**PROBLEM STATEMENT**
Using the string "None" as the key, pull each matching line out of the records below.

Collected data:

──────

//! CLI command implementations
//!
//! This module contains the implementation for each CLI command.

use crate::cli::{IndexArgs, OutputFormat};
use crate::data_source::{ChainSource, create_chain_source};
use crate::indexer::{BlockProcessor, NameHistory};
use crate::{Config, Result};

/// Build the chain source and processor for a run, and pick the start height
fn prepare(args: &IndexArgs, config: &Config) -> Result<(Box<dyn ChainSource>, BlockProcessor, u64)> {
    let source = create_chain_source(args.source, config, args.fixture.as_deref())?;

    let start_height = args
        .start_height
        .or_else(|| source.start_hint())
        .unwrap_or(config.indexer.start_height);
    let policy = args
        .conflict_policy
        .unwrap_or(config.indexer.conflict_policy);

    tracing::info!(
        "Indexing from height {} with {:?} conflict policy",
        start_height,
        policy
    );

    Ok((source, BlockProcessor::new(policy), start_height))
}

/// Replay the history and write it to stdout
fn print_history(
    format: OutputFormat,
    processed_up_to: Option<u64>,
    history: &NameHistory,
) -> Result<()> {
    let reports = crate::state_machine::replay(history);
    let mut stdout = std::io::stdout();
    match format {
        OutputFormat::Text => crate::cli::output::output_text(&mut stdout, processed_up_to, &reports),
        OutputFormat::Json => crate::cli::output::output_json(&mut stdout, processed_up_to, &reports),
    }
}

/// Index command implementation
pub mod index {
    use super::*;
    use crate::indexer::ChainWalker;

    /// Execute the index command
    pub async fn execute(args: IndexArgs, end_height: Option<u64>, config: Config) -> Result<()> {
        let (source, mut processor, start_height) = prepare(&args, &config)?;
        let end_height = end_height.or(config.indexer.end_height);

        let mut walker = ChainWalker::new(source.as_ref(), start_height).with_end_height(end_height);
        let summary = walker.run(&mut processor).await?;

        tracing::info!(
            "Processed {} blocks, {} spaces transactions, {} records ({} malformed meta outputs, {} conflicts)",
            summary.blocks,
            summary.relevant_txs,
            summary.records_applied,
            summary.malformed,
            summary.conflicts
        );

        print_history(args.output, processor.last_height(), processor.history())
    }
}

/// Watch command implementation
pub mod watch {
    use super::*;
    use crate::indexer::ChainWalker;
    use std::time::Duration;
    use tokio::sync::watch;

    /// Execute the watch command
    pub async fn execute(args: IndexArgs, interval: Option<u64>, config: Config) -> Result<()> {
        let (source, mut processor, start_height) = prepare(&args, &config)?;
        let interval_secs = interval.unwrap_or(config.indexer.poll_interval_secs).max(1);

        // One listener for the whole run, so a Ctrl-C during a walk is not lost
        let (stop_tx, mut stop_rx) = watch::channel(false);
        let signal = tokio::spawn(async move {
            match tokio::signal::ctrl_c().await {
                Ok(()) => {
                    stop_tx.send_replace(true);
                }
                Err(e) => tracing::error!("Failed to listen for Ctrl-C: {}", e),
            }
        });

        let mut walker = ChainWalker::new(source.as_ref(), start_height).with_stop(stop_rx.clone());
        let mut ticker = tokio::time::interval(Duration::from_secs(interval_secs));

        tracing::info!("Watching for new blocks every {}s, Ctrl-C to stop", interval_secs);

        loop {
            tokio::select! {
                _ = ticker.tick() => {
                    // The walker only stops between blocks, never inside one
                    let summary = walker.run(&mut processor).await?;
                    if summary.blocks > 0 {
                        tracing::info!(
                            "Advanced {} blocks to height {:?}",
                            summary.blocks,
                            summary.last_height
                        );
                        print_history(args.output, processor.last_height(), processor.history())?;
                    }
                }
                Ok(()) = stop_rx.changed() => {
                    tracing::info!("Stopping watch at height {:?}", processor.last_height());
                    break;
                }
            }
        }

        signal.abort();
        Ok(())
    }
}

#[cfg(test)]
mod tests {
    use super::*;
    use crate::cli::DataSourceType;
    use crate::data_source::mock::SAMPLE_START_HEIGHT;
    use crate::indexer::ConflictPolicy;

    fn mock_args() -> IndexArgs {
        IndexArgs {
            source: DataSourceType::Mock,
            fixture: None,
            start_height: None,
            conflict_policy: None,
            output: OutputFormat::Text,
        }
    }

    #[test]
    fn test_prepare_uses_source_start() {
        let (_, processor, start) = prepare(&mock_args(), &Config::default()).unwrap();
        assert_eq!(start, SAMPLE_START_HEIGHT);
        assert_eq!(processor.history().policy(), ConflictPolicy::Reject);
    }

    #[test]
    fn test_prepare_cli_overrides_config() {
        let mut config = Config::default();
        config.indexer.conflict_policy = ConflictPolicy::Reset;

        let args = IndexArgs {
            start_height: Some(102),
            ..mock_args()
        };
        let (_, processor, start) = prepare(&args, &config).unwrap();
        assert_eq!(start, 102);
        assert_eq!(processor.history().policy(), ConflictPolicy::Reset);
    }

    #[tokio::test]
    async fn test_index_sample_chain() {
        let result = index::execute(mock_args(), None, Config::default()).await;
        assert!(result.is_ok());
    }
}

──────

**RESULT FOR THIS TASK**
            fixture: None,
            start_height: None,
            conflict_policy: None,
        let result = index::execute(mock_args(), None, Config::default()).await;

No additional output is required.